The quantitative evaluation results are shown in Table 2. As can be seen, among the eight metrics across the two datasets, HybLLIE outperforms other 17 methods by ranking first in three metrics and second in another three. Compared to other unsupervised learning methods, UNIE ranks first in two metrics and third in one. Therefore, HybLLIE demonstrates superior performance within the unsupervised learning methods. When compared to the best-performing supervised learning method, URetinex, it ranks first in three metrics, second in two, and third in one. This indicates that our method also exhibits strong competitiveness in comparison with supervised learning methods. The reason our method did not achieve the best results in some metrics is that it is based on an unsupervised learning approach and was only trained on the SICE dataset.

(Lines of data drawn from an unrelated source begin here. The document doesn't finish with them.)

//! Shared fixtures for the saver contract suite

use langgraph_checkpoint::{
    Checkpoint, CheckpointConfig, CheckpointMetadata, CheckpointSaver, CheckpointTuple,
};
use langgraph_checkpoint_docstore::{
    CollectionClient, DocStoreConfig, DocumentCheckpointSaver, InMemoryCollectionClient,
    InMemoryPartitionedClient, KeyCodec, PartitionedClient,
};
use futures::StreamExt;
use serde_json::{json, Value};
use std::collections::HashMap;
use std::sync::Arc;

/// Raw handle on the client behind a saver
#[derive(Clone)]
pub enum Backend {
    Partitioned(Arc<InMemoryPartitionedClient>),
    Collections(Arc<InMemoryCollectionClient>),
}

pub struct Fixture {
    pub name: &'static str,
    pub saver: Arc<dyn CheckpointSaver>,
    pub backend: Backend,
}

/// One saver per backend flavour, all with default configuration
pub fn fixtures() -> Vec<Fixture> {
    let config = DocStoreConfig::default();

    let partitioned = Arc::new(InMemoryPartitionedClient::new());
    let scan_only = Arc::new(InMemoryPartitionedClient::without_prefix_queries());
    let collections = Arc::new(InMemoryCollectionClient::new());

    vec![
        Fixture {
            name: "partitioned",
            saver: Arc::new(
                DocumentCheckpointSaver::partitioned(partitioned.clone(), config.clone())
                    .expect("valid config"),
            ),
            backend: Backend::Partitioned(partitioned),
        },
        Fixture {
            name: "partitioned-scan-only",
            saver: Arc::new(
                DocumentCheckpointSaver::partitioned(scan_only.clone(), config.clone())
                    .expect("valid config"),
            ),
            backend: Backend::Partitioned(scan_only),
        },
        Fixture {
            name: "collections",
            saver: Arc::new(
                DocumentCheckpointSaver::collections(collections.clone(), config)
                    .expect("valid config"),
            ),
            backend: Backend::Collections(collections),
        },
    ]
}

impl Backend {
    pub fn set_unavailable(&self, unavailable: bool) {
        match self {
            Backend::Partitioned(client) => client.set_unavailable(unavailable),
            Backend::Collections(client) => client.set_unavailable(unavailable),
        }
    }

    /// Store a raw checkpoint document where the saver would look for `(thread, ns, id)`
    pub async fn store_raw_checkpoint(&self, thread_id: &str, ns: &str, id: &str, document: Value) {
        match self {
            Backend::Partitioned(client) => {
                let item_id = KeyCodec::default().encode_checkpoint_key(thread_id, ns, id);
                client.upsert_item(thread_id, &item_id, document).await.unwrap();
            }
            Backend::Collections(client) => {
                client
                    .set_document(&["checkpoints", thread_id, ns, id], document)
                    .await
                    .unwrap();
            }
        }
    }
}

pub fn thread(thread_id: &str) -> CheckpointConfig {
    CheckpointConfig::new().with_thread_id(thread_id.to_string())
}

pub fn checkpoint(id: &str) -> Checkpoint {
    Checkpoint::new(id.to_string(), HashMap::new(), HashMap::new(), HashMap::new())
        .with_channel_value("marker", json!(id))
}

/// Store checkpoint `id` as the child of whatever `parent` addresses
pub async fn put(saver: &dyn CheckpointSaver, parent: &CheckpointConfig, id: &str) -> CheckpointConfig {
    saver
        .put(parent, checkpoint(id), CheckpointMetadata::new(), HashMap::new())
        .await
        .unwrap()
}

pub async fn collect(
    saver: &dyn CheckpointSaver,
    config: &CheckpointConfig,
    before: Option<&CheckpointConfig>,
    limit: Option<usize>,
) -> Vec<CheckpointTuple> {
    let stream = saver.list(Some(config), None, before, limit).await.unwrap();
    stream.map(|tuple| tuple.unwrap()).collect().await
}

pub fn ids(tuples: &[CheckpointTuple]) -> Vec<String> {
    tuples
        .iter()
        .map(|tuple| tuple.config.checkpoint_id.clone().unwrap_or_default())
        .collect()
}
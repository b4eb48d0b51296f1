//! Reconstruction of [`CheckpointTuple`]s from raw records
//!
//! Pending writes are replayed by the engine in the order returned here, so
//! the ordering is part of the contract:
//!
//! 1. ascending by `idx`, compared numerically (reserved channels carry
//!    negative indexes and come first)
//! 2. one entry per `(task_id, idx)` slot, the last record seen winning
//! 3. records whose key or value cannot be decoded are skipped and logged

use crate::encoding::StorageSerde;
use crate::key::{CheckpointKey, KeyCodec, WriteKey};
use crate::record::{CheckpointRecord, WriteRecord};
use langgraph_checkpoint::{
    Checkpoint, CheckpointConfig, CheckpointMetadata, CheckpointTuple, PendingWrite, Result,
    SerializerProtocol,
};
use std::collections::HashMap;

/// Order, deduplicate and decode the write records of one checkpoint
pub fn load_pending_writes<S: SerializerProtocol>(
    codec: &KeyCodec,
    serde: &StorageSerde<S>,
    checkpoint: &CheckpointKey,
    records: Vec<WriteRecord>,
) -> Vec<PendingWrite> {
    let mut slots: Vec<(WriteKey, WriteRecord)> = records
        .into_iter()
        .filter_map(|record| match codec.decode_write_key(&record.checkpoint_key) {
            Ok(key) if key.checkpoint() == *checkpoint => Some((key, record)),
            Ok(key) => {
                tracing::warn!(
                    write_key = %record.checkpoint_key,
                    owner = %codec.encode_checkpoint(&key.checkpoint()),
                    "Skipping write record stored under another checkpoint"
                );
                None
            }
            Err(e) => {
                tracing::warn!(
                    write_key = %record.checkpoint_key,
                    error = %e,
                    "Skipping write record with malformed key"
                );
                None
            }
        })
        .collect();

    // Stable: among records of equal idx the scan order survives, so the
    // later duplicate of a slot still overwrites the earlier one below.
    slots.sort_by_key(|(key, _)| key.idx);

    let mut position: HashMap<(String, i64), usize> = HashMap::new();
    let mut deduped: Vec<(WriteKey, WriteRecord)> = Vec::with_capacity(slots.len());
    for (key, record) in slots {
        let slot = (key.task_id.clone(), key.idx);
        match position.get(&slot) {
            Some(&at) => deduped[at] = (key, record),
            None => {
                position.insert(slot, deduped.len());
                deduped.push((key, record));
            }
        }
    }

    deduped
        .into_iter()
        .filter_map(|(key, record)| {
            match serde.loads_typed::<serde_json::Value>(&record.type_tag, &record.value) {
                Ok(value) => Some((key.task_id, record.channel, value)),
                Err(e) => {
                    tracing::warn!(
                        write_key = %record.checkpoint_key,
                        error = %e,
                        "Skipping write record with undecodable value"
                    );
                    None
                }
            }
        })
        .collect()
}

/// Build the externally visible tuple for one checkpoint record
pub fn assemble_tuple<S: SerializerProtocol>(
    serde: &StorageSerde<S>,
    key: &CheckpointKey,
    record: &CheckpointRecord,
    pending_writes: Vec<PendingWrite>,
) -> Result<CheckpointTuple> {
    let checkpoint: Checkpoint = serde.loads_typed(&record.type_tag, &record.checkpoint)?;
    let metadata: CheckpointMetadata = serde.loads(&record.metadata)?;

    let config =
        CheckpointConfig::for_checkpoint(&key.thread_id, &key.checkpoint_ns, &key.checkpoint_id);
    let mut tuple = CheckpointTuple::new(config, checkpoint, metadata)
        .with_pending_writes(pending_writes);

    if !record.parent_checkpoint_id.is_empty() {
        tuple = tuple.with_parent_config(CheckpointConfig::for_checkpoint(
            &key.thread_id,
            &key.checkpoint_ns,
            &record.parent_checkpoint_id,
        ));
    }
    Ok(tuple)
}
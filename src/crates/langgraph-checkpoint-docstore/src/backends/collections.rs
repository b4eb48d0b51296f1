//! Hierarchical document stores with nested collections
//!
//! Paths alternate collection and document ids. Each checkpoint and each
//! write slot gets its own document:
//!
//! ```text
//! <checkpoints>/<thread_id>/<checkpoint_ns>/<checkpoint_id>
//! <writes>/<thread_id>/<checkpoint_ns>/<checkpoint_id>/entries/<task_id><sep><idx>
//! ```
//!
//! Scans list the documents of one collection, so neither checkpoints nor
//! writes need a query engine.

use crate::config::DocStoreConfig;
use crate::key::{CheckpointKey, KeyCodec, WriteKey};
use crate::record::{CheckpointRecord, CheckpointRecordStore, WriteRecord, WriteRecordStore};
use async_trait::async_trait;
use langgraph_checkpoint::{CheckpointError, Result};
use serde::de::DeserializeOwned;
use serde_json::Value;
use std::collections::{BTreeMap, BTreeSet};
use std::sync::atomic::{AtomicBool, Ordering};
use std::sync::Arc;
use tokio::sync::RwLock;

/// Collection holding the write documents of one checkpoint
pub const WRITES_SUBCOLLECTION: &str = "entries";

/// Client of a hierarchical document store
///
/// A document path has an even number of segments, a collection path an odd
/// number. Failures surface as [`CheckpointError::StoreUnavailable`].
#[async_trait]
pub trait CollectionClient: Send + Sync {
    /// Create or replace the document at `path`
    async fn set_document(&self, path: &[&str], document: Value) -> Result<()>;

    async fn get_document(&self, path: &[&str]) -> Result<Option<Value>>;

    /// Documents directly inside `collection`
    async fn list_documents(&self, collection: &[&str]) -> Result<Vec<Value>>;

    /// Ids of the collections directly below `document`
    async fn list_collections(&self, document: &[&str]) -> Result<Vec<String>>;
}

/// Record stores over a [`CollectionClient`]
pub struct CollectionStore<C: ?Sized> {
    client: Arc<C>,
    codec: KeyCodec,
    checkpoints_collection: String,
    writes_collection: String,
}

impl<C: CollectionClient + ?Sized> CollectionStore<C> {
    pub fn new(client: Arc<C>, config: &DocStoreConfig) -> Self {
        Self {
            client,
            codec: config.codec(),
            checkpoints_collection: config.checkpoints_collection.clone(),
            writes_collection: config.writes_collection.clone(),
        }
    }

    pub fn client(&self) -> &Arc<C> {
        &self.client
    }

    fn write_document_id(&self, key: &WriteKey) -> String {
        format!("{}{}{}", key.task_id, self.codec.separator(), key.idx)
    }

    async fn list_records<T: DeserializeOwned>(&self, collection: &[&str]) -> Result<Vec<T>> {
        let documents = self.client.list_documents(collection).await?;
        Ok(documents
            .into_iter()
            .filter_map(|document| match serde_json::from_value::<T>(document) {
                Ok(record) => Some(record),
                Err(e) => {
                    tracing::warn!(
                        collection = %collection.join("/"),
                        error = %e,
                        "Skipping undecodable document"
                    );
                    None
                }
            })
            .collect())
    }
}

#[async_trait]
impl<C: CollectionClient + ?Sized> CheckpointRecordStore for CollectionStore<C> {
    async fn upsert_checkpoint(&self, key: &CheckpointKey, record: CheckpointRecord) -> Result<()> {
        let path: [&str; 4] = [
            self.checkpoints_collection.as_str(),
            &key.thread_id,
            &key.checkpoint_ns,
            &key.checkpoint_id,
        ];
        self.client
            .set_document(&path, serde_json::to_value(record)?)
            .await
    }

    async fn get_checkpoint(&self, key: &CheckpointKey) -> Result<Option<CheckpointRecord>> {
        let path: [&str; 4] = [
            self.checkpoints_collection.as_str(),
            &key.thread_id,
            &key.checkpoint_ns,
            &key.checkpoint_id,
        ];
        match self.client.get_document(&path).await? {
            Some(document) => Ok(Some(serde_json::from_value(document)?)),
            None => Ok(None),
        }
    }

    async fn scan_checkpoints(
        &self,
        thread_id: &str,
        checkpoint_ns: Option<&str>,
    ) -> Result<Vec<CheckpointRecord>> {
        let thread: [&str; 2] = [&self.checkpoints_collection, thread_id];
        let namespaces = match checkpoint_ns {
            Some(ns) => vec![ns.to_string()],
            None => self.client.list_collections(&thread).await?,
        };

        let mut records = Vec::new();
        for ns in &namespaces {
            let collection: [&str; 3] = [thread[0], thread[1], ns];
            records.extend(self.list_records(&collection).await?);
        }
        Ok(records)
    }
}

#[async_trait]
impl<C: CollectionClient + ?Sized> WriteRecordStore for CollectionStore<C> {
    async fn upsert_write(&self, key: &WriteKey, record: WriteRecord) -> Result<()> {
        let document_id = self.write_document_id(key);
        let path: [&str; 6] = [
            self.writes_collection.as_str(),
            &key.thread_id,
            &key.checkpoint_ns,
            &key.checkpoint_id,
            WRITES_SUBCOLLECTION,
            &document_id,
        ];
        self.client
            .set_document(&path, serde_json::to_value(record)?)
            .await
    }

    async fn scan_writes(&self, checkpoint: &CheckpointKey) -> Result<Vec<WriteRecord>> {
        let collection: [&str; 5] = [
            &self.writes_collection,
            &checkpoint.thread_id,
            &checkpoint.checkpoint_ns,
            &checkpoint.checkpoint_id,
            WRITES_SUBCOLLECTION,
        ];
        self.list_records(&collection).await
    }
}

/// In-process [`CollectionClient`] for development, tests and benches
#[derive(Debug, Default)]
pub struct InMemoryCollectionClient {
    documents: RwLock<BTreeMap<Vec<String>, Value>>,
    unavailable: AtomicBool,
}

impl InMemoryCollectionClient {
    pub fn new() -> Self {
        Self::default()
    }

    /// Make every subsequent call fail with `StoreUnavailable` (or recover)
    pub fn set_unavailable(&self, unavailable: bool) {
        self.unavailable.store(unavailable, Ordering::SeqCst);
    }

    pub async fn document_count(&self) -> usize {
        self.documents.read().await.len()
    }

    fn check_available(&self) -> Result<()> {
        if self.unavailable.load(Ordering::SeqCst) {
            return Err(CheckpointError::StoreUnavailable(
                "in-memory collection store is offline".to_string(),
            ));
        }
        Ok(())
    }
}

fn check_path(path: &[&str], document: bool) -> Result<Vec<String>> {
    let parity_ok = if document {
        path.len() % 2 == 0
    } else {
        path.len() % 2 == 1
    };
    if path.is_empty() || !parity_ok || path.iter().any(|segment| segment.is_empty()) {
        let kind = if document { "document" } else { "collection" };
        return Err(CheckpointError::Invalid(format!(
            "'{}' is not a valid {} path",
            path.join("/"),
            kind
        )));
    }
    Ok(path.iter().map(|segment| segment.to_string()).collect())
}

fn has_prefix(candidate: &[String], prefix: &[String]) -> bool {
    candidate.len() > prefix.len() && candidate[..prefix.len()] == *prefix
}

#[async_trait]
impl CollectionClient for InMemoryCollectionClient {
    async fn set_document(&self, path: &[&str], document: Value) -> Result<()> {
        self.check_available()?;
        let path = check_path(path, true)?;
        self.documents.write().await.insert(path, document);
        Ok(())
    }

    async fn get_document(&self, path: &[&str]) -> Result<Option<Value>> {
        self.check_available()?;
        let path = check_path(path, true)?;
        Ok(self.documents.read().await.get(&path).cloned())
    }

    async fn list_documents(&self, collection: &[&str]) -> Result<Vec<Value>> {
        self.check_available()?;
        let collection = check_path(collection, false)?;
        Ok(self
            .documents
            .read()
            .await
            .range(collection.clone()..)
            .take_while(|(path, _)| has_prefix(path, &collection))
            .filter(|(path, _)| path.len() == collection.len() + 1)
            .map(|(_, document)| document.clone())
            .collect())
    }

    async fn list_collections(&self, document: &[&str]) -> Result<Vec<String>> {
        self.check_available()?;
        let document = check_path(document, true)?;
        let ids: BTreeSet<String> = self
            .documents
            .read()
            .await
            .range(document.clone()..)
            .take_while(|(path, _)| path.as_slice() == document.as_slice() || has_prefix(path, &document))
            .filter(|(path, _)| has_prefix(path, &document))
            .map(|(path, _)| path[document.len()].clone())
            .collect();
        Ok(ids.into_iter().collect())
    }
}
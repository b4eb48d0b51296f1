//! Adapter between the injected serializer and JSON document fields
//!
//! Document stores hold JSON, so serialized bytes are escaped as standard
//! base64 before they reach a record. The stores never see raw bytes and never
//! know which serializer produced them.

use base64::{engine::general_purpose::STANDARD, Engine as _};
use langgraph_checkpoint::{serializer::JsonSerializer, Result, SerializerProtocol};
use serde::{de::DeserializeOwned, Deserialize, Serialize};

/// A typed payload ready to be stored in a document field
#[derive(Debug, Clone, PartialEq, Eq, Serialize, Deserialize)]
pub struct EncodedValue {
    pub type_tag: String,
    pub data: String,
}

/// Wraps a [`SerializerProtocol`] and escapes its output for storage
#[derive(Debug, Clone, Default)]
pub struct StorageSerde<S = JsonSerializer> {
    serializer: S,
}

impl<S: SerializerProtocol> StorageSerde<S> {
    pub fn new(serializer: S) -> Self {
        Self { serializer }
    }

    pub fn dumps_typed<T: Serialize>(&self, value: &T) -> Result<EncodedValue> {
        let (type_tag, bytes) = self.serializer.dumps_typed(value)?;
        Ok(EncodedValue {
            type_tag,
            data: STANDARD.encode(bytes),
        })
    }

    pub fn loads_typed<T: DeserializeOwned>(&self, type_tag: &str, data: &str) -> Result<T> {
        let bytes = STANDARD.decode(data)?;
        self.serializer.loads_typed((type_tag, bytes.as_slice()))
    }

    /// Untyped variant used for metadata
    pub fn dumps<T: Serialize>(&self, value: &T) -> Result<String> {
        Ok(STANDARD.encode(self.serializer.dumps(value)?))
    }

    pub fn loads<T: DeserializeOwned>(&self, data: &str) -> Result<T> {
        let bytes = STANDARD.decode(data)?;
        self.serializer.loads(&bytes)
    }
}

In the future, we plan to further improve the model structure and loss function to enhance the model’s performance.
For a more intuitive comparison, we report the qualitative comparisons on LOL datasets25. As shown in Fig. 6, RetinexNet, SCI, SSIENet, and Zero-DCE exhibit low brightness in the hot air balloon region highlighted by the yellow box, failing to reflect the inherent brightness of the corresponding area in the ground truth (GT). MBLLEN and RUAS, on the other hand, tend to over-enhance this region, resulting in overexposure. Additionally, SCI, EnGAN, SSIENet, and Zero-DCE produce images with many dark areas overall. In the region marked by the white box, the floor details are noticeably blurred in SSIENet and Zero-DCE, whereas our method achieves results closest to the GT in this area. This is because the proposed hybrid U-shaped framework and projection technique provide sufficient information for addressing the low-light image enhancement task, enabling HybLLIE to enhance brightness while preserving structural details.
Qualitative comparisons on the unpaired NPE dataset41.
Qualitative comparisons on the unpaired DICM dataset42.
Qualitative comparisons on the unpaired LIME dataset18.
Qualitative comparisons on the unpaired MEF dataset43.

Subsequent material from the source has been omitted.